Taking action to further develop the Bahamas protected areas management system, the Bahamas National Trust (BNT) partnered with IUCN on a workshop from January 21 – 23 2014 to initiate the process of assigning categories to its national parks. The event, called “Protected Areas Management Categories Analysis for the Bahamas: Building a Common Language and Setting the Scene,” included representatives from IUCN, BNT, the Bahamas Environment Science and Technology (BEST) Commission, the Bahamas Department of Marine Resources, the Antiquities Monuments and Museums Corporation and The Nature Conservancy (TNC).
The workshop included presentations on the state of the Bahamas’ protected areas system, an introduction to IUCN’s management categories guidelines, plenary discussions on case studies and the concerns and implications of the process of assigning management categories to protected areas in the Bahamas.
“The process of assigning management categories to our national parks will help facilitate the planning of protected areas and protected area systems managed by BNT and other agencies, improve information management about protected areas and assist to regulate activities within protected areas,” said BNT Executive Director Eric Carey.
José Courrau, Senior Advisor on Protected Areas at the IUCN-ORMA office and Hyacinth Armstrong-Vaughn, Protected Areas Officer of IUCN’s Biodiversity and Protected Areas Management Programme (BIOPAMA), represented IUCN during the event. “This workshop is part of a three-session process. This first session will provide technical information to level the field among participants and will also identify the main issues related to management categories and protected areas overall in the Bahamas,” said Courrau.

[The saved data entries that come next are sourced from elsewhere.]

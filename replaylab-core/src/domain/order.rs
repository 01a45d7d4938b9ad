//! Order intents: what a strategy asks the execution engine to do.
//!
//! Intents are ephemeral: the engine applies them in the order a strategy
//! returns them and never stores them.

use serde::{Deserialize, Serialize};

use super::metadata::Metadata;

/// Action carried by an order intent.
///
/// Entry actions carry the fraction of *current* cash to commit.
#[derive(Debug, Clone, Copy, PartialEq, Serialize, Deserialize)]
#[serde(tag = "action", rename_all = "lowercase")]
pub enum OrderAction {
    /// Open a long position.
    Buy { cash_allocation: f64 },
    /// Open a short position.
    Sell { cash_allocation: f64 },
    /// Close the open position, whatever its direction.
    Close,
}

impl OrderAction {
    pub fn name(&self) -> &'static str {
        match self {
            Self::Buy { .. } => "buy",
            Self::Sell { .. } => "sell",
            Self::Close => "close",
        }
    }
}

/// A single order intent for one instrument.
#[derive(Debug, Clone, PartialEq, Serialize, Deserialize)]
pub struct Order {
    pub symbol: String,
    #[serde(flatten)]
    pub action: OrderAction,
    /// Fill price override; defaults to the current bar's close.
    #[serde(default)]
    pub price: Option<f64>,
    #[serde(default)]
    pub metadata: Metadata,
}

impl Order {
    pub fn new(symbol: impl Into<String>, action: OrderAction) -> Self {
        Self {
            symbol: symbol.into(),
            action,
            price: None,
            metadata: Metadata::new(),
        }
    }

    pub fn buy(symbol: impl Into<String>, cash_allocation: f64) -> Self {
        Self::new(symbol, OrderAction::Buy { cash_allocation })
    }

    pub fn sell(symbol: impl Into<String>, cash_allocation: f64) -> Self {
        Self::new(symbol, OrderAction::Sell { cash_allocation })
    }

    pub fn close(symbol: impl Into<String>) -> Self {
        Self::new(symbol, OrderAction::Close)
    }

    /// Fill at an explicit price instead of the bar close.
    pub fn at_price(mut self, price: f64) -> Self {
        self.price = Some(price);
        self
    }

    pub fn with_meta(mut self, key: impl Into<String>, value: impl Into<serde_json::Value>) -> Self {
        self.metadata.insert(key.into(), value.into());
        self
    }

    pub fn with_metadata(mut self, metadata: Metadata) -> Self {
        self.metadata.extend(metadata);
        self
    }
}

#[cfg(test)]
mod tests {
    use super::*;
    use serde_json::json;

    #[test]
    fn builders_set_action_and_overrides() {
        let order = Order::buy("SPY", 0.5)
            .at_price(101.25)
            .with_meta("or_high", 101.0);
        assert_eq!(order.action, OrderAction::Buy { cash_allocation: 0.5 });
        assert_eq!(order.price, Some(101.25));
        assert_eq!(order.metadata["or_high"], json!(101.0));
        assert_eq!(Order::close("SPY").action, OrderAction::Close);
    }

    #[test]
    fn order_deserializes_from_tagged_json() {
        let order: Order = serde_json::from_str(
            r#"{"symbol":"QQQ","action":"sell","cash_allocation":0.25,"price":400.0}"#,
        )
        .unwrap();
        assert_eq!(order.action, OrderAction::Sell { cash_allocation: 0.25 });
        assert_eq!(order.action.name(), "sell");
        assert_eq!(order.price, Some(400.0));

        let close: Order = serde_json::from_str(r#"{"symbol":"QQQ","action":"close"}"#).unwrap();
        assert_eq!(close.action, OrderAction::Close);
        assert!(close.metadata.is_empty());
    }
}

The next two sessions will take place in April and June and will provide an opportunity to review the work accomplished by Bahamas since January, which consists of collecting and studying pertinent documents such as protected area management plans and background information. A timeline and work plan is the expected result of the final workshop. This is the first time Bahamas has engaged in a review of their protected areas management categories. After the process is completed, Bahamas will become one of the first countries in the Caribbean that has conducted such a review.